The ancient Egyptians created tempera, a combination of egg yolk, powdered pigments, and water, and the ancient Romans often made frescoes via mixtures of water and powdered pigments on wet plaster. Oil paint, which has its origins in 7th-century Central Asia, didn’t become popular abroad until the Medieval and Renaissance periods in Northern Europe and Italy, respectively.
Researchers recreated Old Masters’ paint-making process using four ingredients: egg yolk, distilled water, linseed oil, and lead white and ultramarine blue pigments.

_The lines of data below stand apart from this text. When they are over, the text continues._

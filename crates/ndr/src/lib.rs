//! NDR (Network Data Representation) marshaling runtime
//!
//! This crate implements the encode/decode rules for structured DCE RPC wire
//! data over a dynamic value model: where MIDL-generated code would know
//! every shape statically, this engine carries the shape alongside the value
//! and dispatches on its tag.
//!
//! # NDR wire format
//!
//! - Primitives align to their natural size (1, 2, 4, or 8 bytes)
//! - Structures align to their largest member and are padded to it
//! - Strings are conformant varying arrays with a NUL terminator
//! - Non-reference pointers inside aggregates write a referent token inline
//!   and defer their payload past the enclosing inline section, in FIFO order
//!
//! The top-level entry points are [`marshal`] and [`unmarshal`], which own
//! the deferred-pointer queue for one parameter list.

mod array;
mod error;
mod pointer;
mod stream;
mod strings;
mod structure;
mod union;
mod value;

pub use array::NdrArray;
pub use error::{NdrError, Result, MAX_DECODE_ALLOCATION};
pub use pointer::NdrPointer;
pub use stream::NdrStream;
pub use structure::{NdrStruct, StructMember};
pub use union::{Discriminant, DiscriminantKind, NdrUnion};
pub use value::{marshal, unmarshal, Value, ValueKind};

/// Re-export bytes for convenience
pub use bytes::{Buf, BufMut, Bytes, BytesMut};

#[cfg(test)]
mod tests {
    use super::*;

    // Shapes used across the engine-level tests.
    fn sample_struct() -> NdrStruct {
        let mut st = NdrStruct::new();
        st.add_named_member("count", Value::U16(3));
        st.add_named_member(
            "name",
            Value::Pointer(Box::new(NdrPointer::new(Value::Str("probe".into())))),
        );
        st.add_named_member("serial", Value::U64(0x1122_3344_5566_7788));
        st
    }

    fn sample_struct_shape() -> NdrStruct {
        let mut st = NdrStruct::new();
        st.add_named_member("count", Value::U16(0));
        st.add_named_member(
            "name",
            Value::Pointer(Box::new(NdrPointer::new(Value::Str(String::new())))),
        );
        st.add_named_member("serial", Value::U64(0));
        st
    }

    #[test]
    fn test_struct_roundtrip_preserves_deferral() {
        let value = Value::Struct(sample_struct());
        let mut s = NdrStream::new();
        marshal(&mut s, std::slice::from_ref(&value)).unwrap();

        let mut r = NdrStream::from_slice(s.as_bytes());
        let decoded = unmarshal(&mut r, &[Value::Struct(sample_struct_shape())]).unwrap();
        assert_eq!(decoded[0], value);

        match &decoded[0] {
            Value::Struct(st) => match st.member_value(1) {
                Some(Value::Pointer(p)) => assert!(p.is_deferred),
                other => panic!("expected pointer member, got {:?}", other),
            },
            other => panic!("expected struct, got {:?}", other),
        }
    }

    #[test]
    fn test_cursor_multiple_of_aggregate_alignment() {
        for value in [
            Value::Struct(sample_struct()),
            Value::Array(NdrArray::new(vec![Value::U32(1), Value::U32(2)]).unwrap()),
        ] {
            let alignment = value.alignment();
            let mut s = NdrStream::new();
            marshal(&mut s, &[value]).unwrap();
            assert_eq!(s.position() % alignment, 0);
        }
    }

    #[test]
    fn test_union_of_structs_roundtrip() {
        let mut u = NdrUnion::new(DiscriminantKind::Integer);
        u.add_member(Discriminant::Integer(7), Value::Struct(sample_struct()))
            .unwrap();
        let value = Value::Union(u);

        let mut s = NdrStream::new();
        marshal(&mut s, std::slice::from_ref(&value)).unwrap();

        let mut catalog = NdrUnion::new(DiscriminantKind::Integer);
        catalog
            .add_member(Discriminant::Integer(7), Value::Struct(sample_struct_shape()))
            .unwrap();
        catalog
            .add_member(Discriminant::Integer(8), Value::U32(0))
            .unwrap();

        let mut r = NdrStream::from_slice(s.as_bytes());
        let decoded = unmarshal(&mut r, &[Value::Union(catalog)]).unwrap();
        assert_eq!(decoded[0], value);
    }

    #[test]
    fn test_mixed_parameter_list_roundtrip() {
        let values = vec![
            Value::U16(1),
            Value::Array(
                NdrArray::new(vec![
                    Value::Uuid(uuid::Uuid::parse_str("00020400-0000-0000-c000-000000000046").unwrap()),
                ])
                .unwrap(),
            ),
            Value::I32(5),
            Value::I32(0),
        ];
        let mut s = NdrStream::new();
        marshal(&mut s, &values).unwrap();

        let shapes = vec![
            Value::U16(0),
            Value::Array(NdrArray::with_template(Value::Uuid(uuid::Uuid::nil()), vec![])),
            Value::I32(0),
            Value::I32(0),
        ];
        let mut r = NdrStream::from_slice(s.as_bytes());
        assert_eq!(unmarshal(&mut r, &shapes).unwrap(), values);
    }
}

They found that the addition of the egg yolk impacted the paint’s aging process, causing it to take longer to oxidize. This can impact the way the paint behaves. The lead white paint they produced, for example, was sensitive to humidity, but it was made more resistant with the additional protein.
The team also found that using egg yolk could make for chunkier, thicker brushstrokes made using a technique known as impasto. This would have allowed for the use of less pigment, which could be monetarily beneficial when working with lapis lazuli, a material utilized in the creation of ultramarine blue that was more expensive than gold at the time.
One of Leonardo’s earlier works, Madonna of the Carnation (1478), was observed for the study. According to the researchers, the wrinkling on Mary and Jesus’s faces could have been avoided with the use of egg yolk.
Botticelli’s canvas The Lamentation of Christ (ca. 1490–95), which was also included in the study, is made primarily with tempera, but the team found that the background and the grass were painted with oil containing protein as a binder.